Retype every entry below without any change.

Data shown:
+ + + + +

//! Persistent configuration handling for Courier.
//!
//! Persists the tray-related preferences in a JSON file:
//! `~/.config/courier/config.json`.
//!
//! The tray code only ever needs two booleans (menu bar mode and Dock icon
//! visibility), so the store surface is a small typed get/set behind the
//! `SettingsStore` trait; tests swap in an in-memory implementation.

use std::fs;
use std::io;
use std::path::PathBuf;

use dirs::config_dir;
use serde::{Deserialize, Serialize};
use thiserror::Error;
use tracing::{debug, error, warn};

const APP_CONFIG_DIR_NAME: &str = "courier";
const CONFIG_FILE_NAME: &str = "config.json";

#[derive(Debug, Error)]
pub enum ConfigError {
    #[error("IO error: {0}")]
    Io(#[from] io::Error),
    #[error("JSON error: {0}")]
    Json(#[from] serde_json::Error),
    #[error("No config directory available on this platform")]
    NoConfigDir,
}

/// Persisted boolean preferences the tray reads and writes.
#[derive(Debug, Clone, Copy, PartialEq, Eq)]
pub enum PrefKey {
    /// App lives in the menu bar instead of running as a normal windowed app.
    MenuBarMode,
    /// macOS Dock icon visibility while in menu bar mode.
    ShowDockIcon,
}

impl PrefKey {
    /// Default used when the config file is missing or the field is unset.
    pub fn default_value(self) -> bool {
        match self {
            Self::MenuBarMode => false,
            Self::ShowDockIcon => true,
        }
    }
}

/// Typed get/set over the persisted preferences.
pub trait SettingsStore {
    fn get(&self, key: PrefKey) -> bool;
    fn set(&self, key: PrefKey, value: bool);
}

/// On-disk schema. Every field is optional so old and hand-edited files keep
/// loading; unset fields fall back to `PrefKey::default_value`.
#[derive(Debug, Serialize, Deserialize, Default)]
struct RawConfig {
    #[serde(default)]
    menu_bar_mode: Option<bool>,
    #[serde(default)]
    show_dock_icon: Option<bool>,
}

fn default_config_path() -> Option<PathBuf> {
    let path = config_dir()?
        .join(APP_CONFIG_DIR_NAME)
        .join(CONFIG_FILE_NAME);
    Some(path)
}

fn ensure_config_dir_exists(path: &std::path::Path) -> io::Result<()> {
    if let Some(parent) = path.parent() {
        fs::create_dir_all(parent)?;
    }
    Ok(())
}

/// File-backed `SettingsStore`. Reads and writes go straight to disk on every
/// call; there is no cache to invalidate and the two booleans change rarely.
pub struct JsonSettingsStore {
    path: Option<PathBuf>,
}

impl JsonSettingsStore {
    /// Store at the platform config directory.
    pub fn new() -> Self {
        Self {
            path: default_config_path(),
        }
    }

    /// Store at an explicit file path (tests).
    pub fn with_path(path: PathBuf) -> Self {
        Self { path: Some(path) }
    }

    fn load(&self) -> Result<RawConfig, ConfigError> {
        let Some(path) = &self.path else {
            debug!("No config_dir available, using defaults only");
            return Ok(RawConfig::default());
        };

        if !path.exists() {
            debug!(?path, "Config file does not exist, using defaults");
            return Ok(RawConfig::default());
        }

        let data = fs::read_to_string(path)?;
        let cfg = serde_json::from_str(&data)?;
        debug!(?path, "Config loaded");
        Ok(cfg)
    }

    fn save(&self, cfg: RawConfig) -> Result<(), ConfigError> {
        let Some(path) = &self.path else {
            warn!("No config_dir available, skipping save");
            return Ok(());
        };

        ensure_config_dir_exists(path)?;
        let data = serde_json::to_string_pretty(&cfg)?;
        fs::write(path, data)?;
        debug!(?path, "Config saved");
        Ok(())
    }

    fn load_or_default(&self) -> RawConfig {
        match self.load() {
            Ok(cfg) => cfg,
            Err(err) => {
                warn!(error = ?err, "Failed to load existing config, starting fresh");
                RawConfig::default()
            }
        }
    }
}

impl Default for JsonSettingsStore {
    fn default() -> Self {
        Self::new()
    }
}

impl SettingsStore for JsonSettingsStore {
    fn get(&self, key: PrefKey) -> bool {
        let cfg = self.load_or_default();
        let value = match key {
            PrefKey::MenuBarMode => cfg.menu_bar_mode,
            PrefKey::ShowDockIcon => cfg.show_dock_icon,
        };
        value.unwrap_or_else(|| key.default_value())
    }

    fn set(&self, key: PrefKey, value: bool) {
        debug!(?key, value, "Saving preference");
        let mut cfg = self.load_or_default();
        match key {
            PrefKey::MenuBarMode => cfg.menu_bar_mode = Some(value),
            PrefKey::ShowDockIcon => cfg.show_dock_icon = Some(value),
        }
        if let Err(err) = self.save(cfg) {
            error!(error = ?err, "Failed to save config");
        }
    }
}

#[cfg(test)]
mod tests {
    use super::*;

    fn temp_store() -> (tempfile::TempDir, JsonSettingsStore) {
        let dir = tempfile::tempdir().expect("tempdir");
        let store = JsonSettingsStore::with_path(dir.path().join("config.json"));
        (dir, store)
    }

    #[test]
    fn test_defaults_when_file_missing() {
        let (_dir, store) = temp_store();
        assert!(!store.get(PrefKey::MenuBarMode));
        assert!(store.get(PrefKey::ShowDockIcon));
    }

    #[test]
    fn test_set_then_get_roundtrip() {
        let (_dir, store) = temp_store();
        store.set(PrefKey::MenuBarMode, true);
        store.set(PrefKey::ShowDockIcon, false);
        assert!(store.get(PrefKey::MenuBarMode));
        assert!(!store.get(PrefKey::ShowDockIcon));
    }

    #[test]
    fn test_set_preserves_other_fields() {
        let (_dir, store) = temp_store();
        store.set(PrefKey::MenuBarMode, true);
        store.set(PrefKey::ShowDockIcon, false);
        store.set(PrefKey::MenuBarMode, false);
        assert!(!store.get(PrefKey::ShowDockIcon));
    }

    #[test]
    fn test_unknown_fields_are_ignored() {
        let dir = tempfile::tempdir().expect("tempdir");
        let path = dir.path().join("config.json");
        std::fs::write(&path, r#"{"menu_bar_mode": true, "theme": "dark"}"#).unwrap();
        let store = JsonSettingsStore::with_path(path);
        assert!(store.get(PrefKey::MenuBarMode));
    }

    #[test]
    fn test_corrupt_file_falls_back_to_defaults() {
        let dir = tempfile::tempdir().expect("tempdir");
        let path = dir.path().join("config.json");
        std::fs::write(&path, "not json").unwrap();
        let store = JsonSettingsStore::with_path(path);
        assert!(store.get(PrefKey::ShowDockIcon));
    }
}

+ + + + +

Answer:
//! Persistent configuration handling for Courier.
//!
//! Persists the tray-related preferences in a JSON file:
//! `~/.config/courier/config.json`.
//!
//! The tray code only ever needs two booleans (menu bar mode and Dock icon
//! visibility), so the store surface is a small typed get/set behind the
//! `SettingsStore` trait; tests swap in an in-memory implementation.

use std::fs;
use std::io;
use std::path::PathBuf;

use dirs::config_dir;
use serde::{Deserialize, Serialize};
use thiserror::Error;
use tracing::{debug, error, warn};

const APP_CONFIG_DIR_NAME: &str = "courier";
const CONFIG_FILE_NAME: &str = "config.json";

#[derive(Debug, Error)]
pub enum ConfigError {
    #[error("IO error: {0}")]
    Io(#[from] io::Error),
    #[error("JSON error: {0}")]
    Json(#[from] serde_json::Error),
    #[error("No config directory available on this platform")]
    NoConfigDir,
}

/// Persisted boolean preferences the tray reads and writes.
#[derive(Debug, Clone, Copy, PartialEq, Eq)]
pub enum PrefKey {
    /// App lives in the menu bar instead of running as a normal windowed app.
    MenuBarMode,
    /// macOS Dock icon visibility while in menu bar mode.
    ShowDockIcon,
}

impl PrefKey {
    /// Default used when the config file is missing or the field is unset.
    pub fn default_value(self) -> bool {
        match self {
            Self::MenuBarMode => false,
            Self::ShowDockIcon => true,
        }
    }
}

/// Typed get/set over the persisted preferences.
pub trait SettingsStore {
    fn get(&self, key: PrefKey) -> bool;
    fn set(&self, key: PrefKey, value: bool);
}

/// On-disk schema. Every field is optional so old and hand-edited files keep
/// loading; unset fields fall back to `PrefKey::default_value`.
#[derive(Debug, Serialize, Deserialize, Default)]
struct RawConfig {
    #[serde(default)]
    menu_bar_mode: Option<bool>,
    #[serde(default)]
    show_dock_icon: Option<bool>,
}

fn default_config_path() -> Option<PathBuf> {
    let path = config_dir()?
        .join(APP_CONFIG_DIR_NAME)
        .join(CONFIG_FILE_NAME);
    Some(path)
}

fn ensure_config_dir_exists(path: &std::path::Path) -> io::Result<()> {
    if let Some(parent) = path.parent() {
        fs::create_dir_all(parent)?;
    }
    Ok(())
}

/// File-backed `SettingsStore`. Reads and writes go straight to disk on every
/// call; there is no cache to invalidate and the two booleans change rarely.
pub struct JsonSettingsStore {
    path: Option<PathBuf>,
}

impl JsonSettingsStore {
    /// Store at the platform config directory.
    pub fn new() -> Self {
        Self {
            path: default_config_path(),
        }
    }

    /// Store at an explicit file path (tests).
    pub fn with_path(path: PathBuf) -> Self {
        Self { path: Some(path) }
    }

    fn load(&self) -> Result<RawConfig, ConfigError> {
        let Some(path) = &self.path else {
            debug!("No config_dir available, using defaults only");
            return Ok(RawConfig::default());
        };

        if !path.exists() {
            debug!(?path, "Config file does not exist, using defaults");
            return Ok(RawConfig::default());
        }

        let data = fs::read_to_string(path)?;
        let cfg = serde_json::from_str(&data)?;
        debug!(?path, "Config loaded");
        Ok(cfg)
    }

    fn save(&self, cfg: RawConfig) -> Result<(), ConfigError> {
        let Some(path) = &self.path else {
            warn!("No config_dir available, skipping save");
            return Ok(());
        };

        ensure_config_dir_exists(path)?;
        let data = serde_json::to_string_pretty(&cfg)?;
        fs::write(path, data)?;
        debug!(?path, "Config saved");
        Ok(())
    }

    fn load_or_default(&self) -> RawConfig {
        match self.load() {
            Ok(cfg) => cfg,
            Err(err) => {
                warn!(error = ?err, "Failed to load existing config, starting fresh");
                RawConfig::default()
            }
        }
    }
}

impl Default for JsonSettingsStore {
    fn default() -> Self {
        Self::new()
    }
}

impl SettingsStore for JsonSettingsStore {
    fn get(&self, key: PrefKey) -> bool {
        let cfg = self.load_or_default();
        let value = match key {
            PrefKey::MenuBarMode => cfg.menu_bar_mode,
            PrefKey::ShowDockIcon => cfg.show_dock_icon,
        };
        value.unwrap_or_else(|| key.default_value())
    }

    fn set(&self, key: PrefKey, value: bool) {
        debug!(?key, value, "Saving preference");
        let mut cfg = self.load_or_default();
        match key {
            PrefKey::MenuBarMode => cfg.menu_bar_mode = Some(value),
            PrefKey::ShowDockIcon => cfg.show_dock_icon = Some(value),
        }
        if let Err(err) = self.save(cfg) {
            error!(error = ?err, "Failed to save config");
        }
    }
}

#[cfg(test)]
mod tests {
    use super::*;

    fn temp_store() -> (tempfile::TempDir, JsonSettingsStore) {
        let dir = tempfile::tempdir().expect("tempdir");
        let store = JsonSettingsStore::with_path(dir.path().join("config.json"));
        (dir, store)
    }

    #[test]
    fn test_defaults_when_file_missing() {
        let (_dir, store) = temp_store();
        assert!(!store.get(PrefKey::MenuBarMode));
        assert!(store.get(PrefKey::ShowDockIcon));
    }

    #[test]
    fn test_set_then_get_roundtrip() {
        let (_dir, store) = temp_store();
        store.set(PrefKey::MenuBarMode, true);
        store.set(PrefKey::ShowDockIcon, false);
        assert!(store.get(PrefKey::MenuBarMode));
        assert!(!store.get(PrefKey::ShowDockIcon));
    }

    #[test]
    fn test_set_preserves_other_fields() {
        let (_dir, store) = temp_store();
        store.set(PrefKey::MenuBarMode, true);
        store.set(PrefKey::ShowDockIcon, false);
        store.set(PrefKey::MenuBarMode, false);
        assert!(!store.get(PrefKey::ShowDockIcon));
    }

    #[test]
    fn test_unknown_fields_are_ignored() {
        let dir = tempfile::tempdir().expect("tempdir");
        let path = dir.path().join("config.json");
        std::fs::write(&path, r#"{"menu_bar_mode": true, "theme": "dark"}"#).unwrap();
        let store = JsonSettingsStore::with_path(path);
        assert!(store.get(PrefKey::MenuBarMode));
    }

    #[test]
    fn test_corrupt_file_falls_back_to_defaults() {
        let dir = tempfile::tempdir().expect("tempdir");
        let path = dir.path().join("config.json");
        std::fs::write(&path, "not json").unwrap();
        let store = JsonSettingsStore::with_path(path);
        assert!(store.get(PrefKey::ShowDockIcon));
    }
}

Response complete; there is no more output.